That epiphany in his last year of his life when he realizes after the passage of the Civil Rights Act of 1964, the Voting Rights Act of 1965, that racial and economic equality could never coexist.

come into existence in the United States unless there was fundamental radical economic and political change. And that was that insight. He had to go through that experience. Just the way Marx and Engels had to go through the experience of learning about the limits of elections.

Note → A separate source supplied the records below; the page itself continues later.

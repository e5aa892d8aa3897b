//! Content record shapes shared with the backend.
//!
//! Two families of shapes exist:
//!
//! - The admin records ([`Post`], [`Page`]) and their write payloads
//!   ([`PostDraft`], [`PageDraft`]), exchanged with the authenticated
//!   endpoints using `snake_case` field names.
//! - The public read shapes ([`PublicPost`], [`PublicPage`]) returned by the
//!   unauthenticated endpoints using `camelCase` field names.
//!
//! IDs and the `created_at`/`updated_at` timestamps are assigned by the
//! backend and never written by the client. Slug uniqueness is enforced by
//! the backend; the client only guarantees the grammar.

use chrono::{DateTime, NaiveDate, Utc};
use serde::{Deserialize, Serialize};

use super::id::{PageId, PostId, UserId};
use super::status::{PageStatus, PostStatus};

/// A blog post as stored by the backend.
#[derive(Debug, Clone, Serialize, Deserialize)]
pub struct Post {
    pub id: PostId,
    pub title: String,
    pub slug: String,
    pub content: String,
    pub excerpt: String,
    pub cover_image: Option<String>,
    pub status: PostStatus,
    pub author_id: Option<UserId>,
    /// Stamped the first time the post is published; never overwritten.
    pub published_at: Option<DateTime<Utc>>,
    pub created_at: DateTime<Utc>,
    pub updated_at: DateTime<Utc>,
}

/// A standalone page as stored by the backend.
#[derive(Debug, Clone, Serialize, Deserialize)]
pub struct Page {
    pub id: PageId,
    pub title: String,
    pub slug: String,
    pub content: String,
    pub status: PageStatus,
    pub author_id: Option<UserId>,
    pub created_at: DateTime<Utc>,
    pub updated_at: DateTime<Utc>,
}

/// Write payload for creating or updating a post.
///
/// Carries no ID (the path selects the record on update) and no
/// backend-assigned timestamps. `published_at` is present only when a post is
/// created directly in published status; update payloads omit it so an
/// existing stamp survives.
#[derive(Debug, Clone, Serialize, Deserialize)]
pub struct PostDraft {
    pub title: String,
    pub slug: String,
    pub content: String,
    pub excerpt: String,
    pub cover_image: Option<String>,
    pub status: PostStatus,
    pub author_id: Option<UserId>,
    #[serde(skip_serializing_if = "Option::is_none")]
    pub published_at: Option<DateTime<Utc>>,
}

/// Write payload for creating or updating a page.
#[derive(Debug, Clone, Serialize, Deserialize)]
pub struct PageDraft {
    pub title: String,
    pub slug: String,
    pub content: String,
    pub status: PageStatus,
    pub author_id: Option<UserId>,
}

/// A published post as served by the public read endpoints.
///
/// The public projection replaces the author ID with a display name and adds
/// tags; dates are calendar dates rather than timestamps.
#[derive(Debug, Clone, Serialize, Deserialize)]
#[serde(rename_all = "camelCase")]
pub struct PublicPost {
    pub id: PostId,
    pub slug: String,
    pub title: String,
    pub content: String,
    pub excerpt: String,
    pub author: String,
    pub published_at: NaiveDate,
    #[serde(default)]
    pub cover_image: Option<String>,
    #[serde(default)]
    pub tags: Vec<String>,
}

/// A published page as served by the public read endpoints.
#[derive(Debug, Clone, Serialize, Deserialize)]
#[serde(rename_all = "camelCase")]
pub struct PublicPage {
    pub id: PageId,
    pub slug: String,
    pub title: String,
    pub content: String,
}

#[cfg(test)]
#[allow(clippy::unwrap_used)]
mod tests {
    use super::*;

    #[test]
    fn test_post_deserializes_backend_shape() {
        let json = r#"{
            "id": 3,
            "title": "Hello",
            "slug": "hello",
            "content": "body",
            "excerpt": "intro",
            "cover_image": null,
            "status": "draft",
            "author_id": null,
            "published_at": null,
            "created_at": "2025-01-15T09:30:00Z",
            "updated_at": "2025-01-16T10:00:00Z"
        }"#;

        let post: Post = serde_json::from_str(json).unwrap();
        assert_eq!(post.id, PostId::new(3));
        assert_eq!(post.status, PostStatus::Draft);
        assert!(post.published_at.is_none());
        assert!(post.author_id.is_none());
    }

    #[test]
    fn test_draft_omits_unset_published_at() {
        let draft = PostDraft {
            title: "Hello".to_string(),
            slug: "hello".to_string(),
            content: String::new(),
            excerpt: String::new(),
            cover_image: None,
            status: PostStatus::Draft,
            author_id: None,
            published_at: None,
        };

        let value = serde_json::to_value(&draft).unwrap();
        assert!(value.get("published_at").is_none());
        // cover_image is an explicit null, not an omission
        assert!(value.get("cover_image").is_some_and(serde_json::Value::is_null));
    }

    #[test]
    fn test_public_post_uses_camel_case() {
        let json = r##"{
            "id": 1,
            "slug": "getting-started",
            "title": "Getting Started",
            "content": "# Hi",
            "excerpt": "Learn things.",
            "author": "Sarah Johnson",
            "publishedAt": "2025-01-15",
            "coverImage": "https://example.com/a.jpg",
            "tags": ["CMS"]
        }"##;

        let post: PublicPost = serde_json::from_str(json).unwrap();
        assert_eq!(post.author, "Sarah Johnson");
        assert_eq!(post.published_at.to_string(), "2025-01-15");
        assert_eq!(post.tags, vec!["CMS".to_string()]);
    }

    #[test]
    fn test_public_post_optional_fields_default() {
        let json = r#"{
            "id": 2,
            "slug": "bare",
            "title": "Bare",
            "content": "",
            "excerpt": "",
            "author": "A",
            "publishedAt": "2025-02-01"
        }"#;

        let post: PublicPost = serde_json::from_str(json).unwrap();
        assert!(post.cover_image.is_none());
        assert!(post.tags.is_empty());
    }
}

that was King's epiphany. And we thought that insight would be a useful way for us to begin and let us step back in time and see indeed where the roots of that insight and that's

indeed is what we are very conscious about doing. And we can also come back today later in the discussion to discuss the significance of what I think November 5, 2024, the presidential election. As you may have seen the lead article in the New York Times today, it was about the Democratic Party and the working class.

And never in my lifetime, and I've been a conscious political being for seven decades, never in my lifetime have I seen so much reference by the commentariat to the working class. And in many ways, our book really addresses this question about the working class and the historical roots of the working class for making a sense of politics today. And so, yes, we can come back and discuss that, but I wanted to...

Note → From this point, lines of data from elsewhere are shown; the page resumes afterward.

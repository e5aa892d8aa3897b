//! The content storage capability.
//!
//! Flows and the CLI talk to a [`ContentStore`], never to a concrete
//! backend, so a different transport (or a test double) can stand in without
//! touching call sites. [`RestContentStore`] is the adapter for the
//! authenticated REST surface.

use async_trait::async_trait;

use quillpress_core::{
    Page, PageDraft, PageId, PageStatus, Post, PostDraft, PostId, PostStatus,
};

use crate::error::ApiError;
use crate::http::ApiClient;

/// CRUD operations over posts and pages.
///
/// Read paths model an absent entity as `Ok(None)` rather than an error.
/// Slug uniqueness is the store's concern; implementations surface a
/// violation as a conflict status error.
#[async_trait]
pub trait ContentStore: Send + Sync {
    /// List posts, optionally restricted to one status.
    async fn list_posts(&self, filter: Option<PostStatus>) -> Result<Vec<Post>, ApiError>;

    /// Fetch one post by ID; `None` when it does not exist.
    async fn get_post(&self, id: PostId) -> Result<Option<Post>, ApiError>;

    /// Create a post, returning the stored record with its assigned ID.
    async fn create_post(&self, draft: &PostDraft) -> Result<Post, ApiError>;

    /// Replace a post's mutable fields.
    async fn update_post(&self, id: PostId, draft: &PostDraft) -> Result<Post, ApiError>;

    /// Delete a post.
    async fn delete_post(&self, id: PostId) -> Result<(), ApiError>;

    /// List pages, optionally restricted to one status.
    async fn list_pages(&self, filter: Option<PageStatus>) -> Result<Vec<Page>, ApiError>;

    /// Fetch one page by ID; `None` when it does not exist.
    async fn get_page(&self, id: PageId) -> Result<Option<Page>, ApiError>;

    /// Create a page, returning the stored record with its assigned ID.
    async fn create_page(&self, draft: &PageDraft) -> Result<Page, ApiError>;

    /// Replace a page's mutable fields.
    async fn update_page(&self, id: PageId, draft: &PageDraft) -> Result<Page, ApiError>;

    /// Delete a page.
    async fn delete_page(&self, id: PageId) -> Result<(), ApiError>;
}

/// [`ContentStore`] adapter for the authenticated REST endpoints.
///
/// Every operation requires auth; the bearer token travels with each request
/// when one is stored.
#[derive(Clone, Debug)]
pub struct RestContentStore {
    client: ApiClient,
}

impl RestContentStore {
    /// Wrap an API client.
    #[must_use]
    pub const fn new(client: ApiClient) -> Self {
        Self { client }
    }

    /// Map a 404 on a read path to `Ok(None)`.
    fn absent_as_none<T>(result: Result<T, ApiError>) -> Result<Option<T>, ApiError> {
        match result {
            Ok(value) => Ok(Some(value)),
            Err(err) if err.is_not_found() => Ok(None),
            Err(err) => Err(err),
        }
    }
}

#[async_trait]
impl ContentStore for RestContentStore {
    async fn list_posts(&self, filter: Option<PostStatus>) -> Result<Vec<Post>, ApiError> {
        let path = filter.map_or_else(
            || "/posts".to_string(),
            |status| format!("/posts?status={status}"),
        );
        self.client.get(&path, true).await
    }

    async fn get_post(&self, id: PostId) -> Result<Option<Post>, ApiError> {
        Self::absent_as_none(self.client.get(&format!("/posts/{id}"), true).await)
    }

    async fn create_post(&self, draft: &PostDraft) -> Result<Post, ApiError> {
        self.client.post("/posts", draft, true).await
    }

    async fn update_post(&self, id: PostId, draft: &PostDraft) -> Result<Post, ApiError> {
        self.client.put(&format!("/posts/{id}"), draft, true).await
    }

    async fn delete_post(&self, id: PostId) -> Result<(), ApiError> {
        self.client.delete(&format!("/posts/{id}"), true).await
    }

    async fn list_pages(&self, filter: Option<PageStatus>) -> Result<Vec<Page>, ApiError> {
        let path = filter.map_or_else(
            || "/pages".to_string(),
            |status| format!("/pages?status={status}"),
        );
        self.client.get(&path, true).await
    }

    async fn get_page(&self, id: PageId) -> Result<Option<Page>, ApiError> {
        Self::absent_as_none(self.client.get(&format!("/pages/{id}"), true).await)
    }

    async fn create_page(&self, draft: &PageDraft) -> Result<Page, ApiError> {
        self.client.post("/pages", draft, true).await
    }

    async fn update_page(&self, id: PageId, draft: &PageDraft) -> Result<Page, ApiError> {
        self.client.put(&format!("/pages/{id}"), draft, true).await
    }

    async fn delete_page(&self, id: PageId) -> Result<(), ApiError> {
        self.client.delete(&format!("/pages/{id}"), true).await
    }
}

put that forward because that's another current issue upon which we'd like to peg the book. Yeah, and one of the things I learned as an undergraduate with August is that politics today is still, in part at least, centered around working out the contradictions and the consequences of the advances of the war against the slave owners and the failure and overthrow of interracial democracy of Reconstruction.

This was the time, the first time where a potential answer to the problem of racial inequality was posed in America, at least in its most repulsive forms, the ownership of human beings. So going back to this point of time was natural for us. Obviously, it was the longest, the most important and successful revolution that Marx ever witnessed in his lifetime.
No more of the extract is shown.